━━━ Study material ━━━

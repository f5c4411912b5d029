//! The credential store contract and the in-memory implementation

use std::collections::HashMap;
use std::future::Future;
use std::pin::Pin;

use tokio::sync::Mutex;

use crate::error::Result;

/// Boxed future returned by store operations.
pub type StoreFuture<'a, T> = Pin<Box<dyn Future<Output = Result<T>> + Send + 'a>>;

/// Durable string key/value storage for session credentials.
///
/// Implementations only need to be individually atomic per call. Callers that
/// need several keys to change together (the session layer) hold their own lock
/// around the sequence.
///
/// Uses `Pin<Box<dyn Future>>` return types for dyn-compatibility (`Arc<dyn CredentialStore>`).
pub trait CredentialStore: Send + Sync {
    /// Read a value, `None` if the key has never been set or was removed.
    fn get<'a>(&'a self, key: &'a str) -> StoreFuture<'a, Option<String>>;

    /// Insert or replace a value.
    fn set<'a>(&'a self, key: &'a str, value: &'a str) -> StoreFuture<'a, ()>;

    /// Remove a value. Removing a missing key is not an error.
    fn remove<'a>(&'a self, key: &'a str) -> StoreFuture<'a, ()>;
}

/// Process-local store. Everything is lost when the process exits.
#[derive(Debug, Default)]
pub struct MemoryStore {
    data: Mutex<HashMap<String, String>>,
}

impl MemoryStore {
    pub fn new() -> Self {
        Self::default()
    }

    /// Number of keys currently held.
    pub async fn len(&self) -> usize {
        self.data.lock().await.len()
    }

    pub async fn is_empty(&self) -> bool {
        self.len().await == 0
    }
}

impl CredentialStore for MemoryStore {
    fn get<'a>(&'a self, key: &'a str) -> StoreFuture<'a, Option<String>> {
        Box::pin(async move { Ok(self.data.lock().await.get(key).cloned()) })
    }

    fn set<'a>(&'a self, key: &'a str, value: &'a str) -> StoreFuture<'a, ()> {
        Box::pin(async move {
            self.data
                .lock()
                .await
                .insert(key.to_string(), value.to_string());
            Ok(())
        })
    }

    fn remove<'a>(&'a self, key: &'a str) -> StoreFuture<'a, ()> {
        Box::pin(async move {
            self.data.lock().await.remove(key);
            Ok(())
        })
    }
}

━━━

Task description ::
Copy each line of the records that has "error" in it.

Answer for the task ::
use crate::error::Result;
    /// Remove a value. Removing a missing key is not an error.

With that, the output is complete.